Resta infine la questione della giustizia. Quanti responsabili di sequestri scolastici finiscono realmente davanti a un tribunale? Le cronache raccontano più rilasci che processi. Senza indagini finanziarie sui flussi dei riscatti e senza cooperazione tra Stati, l’industria del sequestro continua a prosperare.
Dopo l’annuncio del rilascio, le dichiarazioni ufficiali si concentrano sulla gioia delle famiglie e sull’efficacia delle forze di sicurezza. Le parole più nette arrivano però dalle Nazioni Unite e dalle organizzazioni per i diritti umani: normalizzare l’idea che andare a scuola comporti un rischio è una sconfitta collettiva. In un Paese che conta milioni di bambini fuori dal sistema educativo, ogni sequestro alimenta l’abbandono scolastico e allarga le disuguaglianze.
Nelle case di Papiri, la notte del 21 dicembre è stata diversa dalle precedenti. I ragazzi stanno tornando, così promettono da Abuja, e con loro torna una normalità fragile.
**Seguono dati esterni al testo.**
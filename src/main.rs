use anyhow::{Context, Result};
use clap::{Parser, Subcommand};
use std::path::PathBuf;

use bnstide::batch::{LambdaPoint, LambdaSample, evaluate_lambda_batch};
use bnstide::config::AnalysisConfig;
use bnstide::output::{OutputFormat, PhaseRow, Record, SampleSummary};
use bnstide::tides::{BinaryLoveMode, MassPair, dissipative_phase, eos_scatter, lambda_a_fit};

#[derive(Parser, Debug)]
#[command(name = "bnstide")]
#[command(about = "Dissipative tidal phase and Binary Love conversions for BNS analyses")]
struct Args {
    /// TOML analysis configuration file
    #[arg(short, long, global = true)]
    config: Option<PathBuf>,

    /// Output format: text, csv, json
    #[arg(short = 'f', long, value_enum, default_value = "text", global = true)]
    format: OutputFormat,

    /// Increase output verbosity
    #[arg(short = 'v', long, action = clap::ArgAction::Count, global = true)]
    verbose: u8,

    #[command(subcommand)]
    command: Command,
}

#[derive(Subcommand, Debug)]
enum Command {
    /// Dissipative tidal phase on the configured grid or explicit frequencies
    Phase {
        /// Comma-separated frequencies in Hz (default: configured grid)
        #[arg(long, value_delimiter = ',', allow_hyphen_values = true)]
        frequencies: Option<Vec<f64>>,

        /// Primary mass in solar masses (default: injection)
        #[arg(long)]
        mass_1: Option<f64>,

        /// Secondary mass in solar masses (default: injection)
        #[arg(long)]
        mass_2: Option<f64>,

        /// Dissipative tidal parameter (default: injection)
        #[arg(long, allow_hyphen_values = true)]
        xi_tilde: Option<f64>,

        /// Only print frequencies at or above the waveform minimum frequency
        #[arg(long)]
        above_minimum: bool,
    },

    /// Convert lambda_s to component tidal deformabilities
    Lambdas {
        /// Symmetric tidal deformability (default: injection)
        #[arg(long)]
        lambda_s: Option<f64>,

        /// Mass ratio m2/m1 in (0, 1] (default: from injection masses)
        #[arg(short = 'q', long)]
        mass_ratio: Option<f64>,

        /// Fit only or fit plus EOS-scatter draw (default: configured mode)
        #[arg(short, long, value_enum)]
        mode: Option<BinaryLoveMode>,

        /// Seed for the EOS-scatter draws
        #[arg(short, long)]
        seed: Option<u64>,

        /// Number of conversions to draw
        #[arg(short = 'n', long, default_value_t = 1)]
        samples: usize,

        /// Worker threads (default: configured workers)
        #[arg(short, long)]
        workers: Option<usize>,

        /// Print summary statistics instead of individual samples
        #[arg(long)]
        summary: bool,
    },

    /// Print the effective configuration as TOML
    Config,
}

fn main() -> Result<()> {
    let args = Args::parse();

    let log_level = match args.verbose {
        0 => "warn",
        1 => "info",
        2 => "debug",
        _ => "trace",
    };
    env_logger::Builder::from_env(env_logger::Env::default().default_filter_or(log_level)).init();

    let config = match &args.config {
        Some(path) => AnalysisConfig::load(path)
            .with_context(|| format!("Failed to load config {}", path.display()))?,
        None => AnalysisConfig::default(),
    };
    let verbose = args.verbose > 0;

    match args.command {
        Command::Phase {
            frequencies,
            mass_1,
            mass_2,
            xi_tilde,
            above_minimum,
        } => {
            let injection = &config.injection;
            let masses = MassPair::new(
                mass_1.unwrap_or(injection.binary.mass_1),
                mass_2.unwrap_or(injection.binary.mass_2),
            )?;
            let xi_tilde = xi_tilde.or(injection.xi_tilde).unwrap_or(0.0);
            let frequencies = frequencies.unwrap_or_else(|| config.grid.frequencies());
            log::info!(
                "phase: {} frequencies, m1={:.4}, m2={:.4}, xi_tilde={}",
                frequencies.len(),
                masses.mass_1(),
                masses.mass_2(),
                xi_tilde
            );

            let phase = dissipative_phase(&frequencies, &masses, xi_tilde)
                .context("Dissipative phase failed")?;

            let rows = frequencies
                .iter()
                .zip(&phase)
                .filter(|(f, _)| !above_minimum || **f >= config.waveform.minimum_frequency)
                .map(|(&frequency, &phase)| PhaseRow { frequency, phase });
            print_records(args.format, rows, verbose);
        }
        Command::Lambdas {
            lambda_s,
            mass_ratio,
            mode,
            seed,
            samples,
            workers,
            summary,
        } => {
            let lambda_s = lambda_s.unwrap_or(config.injection.lambda_s);
            let mass_ratio = match mass_ratio {
                Some(q) => q,
                None => config.injection.binary.masses()?.mass_ratio(),
            };
            let mode = mode.unwrap_or(config.binary_love.mode);
            let seed = seed.or(config.binary_love.seed);
            let workers = workers.unwrap_or(config.batch.workers);

            let point = LambdaPoint {
                lambda_s,
                mass_ratio,
            };
            let points = vec![point; samples];
            let results = evaluate_lambda_batch(&points, mode, workers, seed)
                .context("Binary Love conversion failed")?;

            if summary {
                print_summary(lambda_s, mass_ratio, mode, &results)?;
            } else {
                print_records(args.format, results.iter().copied(), verbose);
            }
        }
        Command::Config => {
            print!("{}", config.to_toml_string()?);
        }
    }

    Ok(())
}

fn print_records<R: Record>(format: OutputFormat, records: impl Iterator<Item = R>, verbose: bool) {
    if let Some(header) = format.header::<R>() {
        println!("{}", header);
    }
    for record in records {
        println!("{}", format.format(&record, verbose));
    }
}

fn print_summary(
    lambda_s: f64,
    mass_ratio: f64,
    mode: BinaryLoveMode,
    results: &[LambdaSample],
) -> Result<()> {
    let fit = lambda_a_fit(lambda_s, mass_ratio)?;
    let scatter = eos_scatter(lambda_s, mass_ratio)?;

    println!("lambda_s = {:.3}, q = {:.4}, mode = {:?}", lambda_s, mass_ratio, mode);
    println!("fit lambda_a = {:.4}", fit);
    if mode == BinaryLoveMode::Marginalized {
        println!(
            "expected lambda_a = {:.4} +/- {:.4}",
            fit + scatter.mean,
            scatter.std_dev
        );
    }

    let columns: [(&str, fn(&LambdaSample) -> f64); 3] = [
        ("lambda_a", |s| s.lambda_a),
        ("lambda_1", |s| s.lambda_1),
        ("lambda_2", |s| s.lambda_2),
    ];
    for (name, column) in columns {
        if let Some(stats) = SampleSummary::from_values(results.iter().map(column)) {
            println!(
                "{:<9} n={} mean={:.4} std={:.4} min={:.4} max={:.4}",
                name, stats.count, stats.mean, stats.std_dev, stats.min, stats.max
            );
        }
    }
    Ok(())
}
//! Dissipative tidal phase and marginalized Binary Love relations for binary
//! neutron star parameter estimation.

pub mod batch;
pub mod config;
pub mod constants;
pub mod error;
pub mod output;
pub mod rng;
pub mod source;
pub mod tides;

pub use config::AnalysisConfig;
pub use error::{Result, TideError};
pub use source::{Polarizations, SourceModel, SourceParameters};
pub use tides::{BinaryLoveMode, MassPair};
Se la liberazione dei 130 studenti segna la fine di una vicenda, la sicurezza delle scuole dovrebbe segnare l’inizio di una politica strutturata. Il resto sono immagini necessarie, ma non sufficienti.
Fonti: Presidenza della Repubblica Federale della Nigeria, Christian Association of Nigeria, UNICEF, Nazioni Unite, Safe Schools Declaration, SBM Intelligence, dichiarazioni ufficiali dello Stato del Niger, testimonianze raccolte da media locali nigeriani.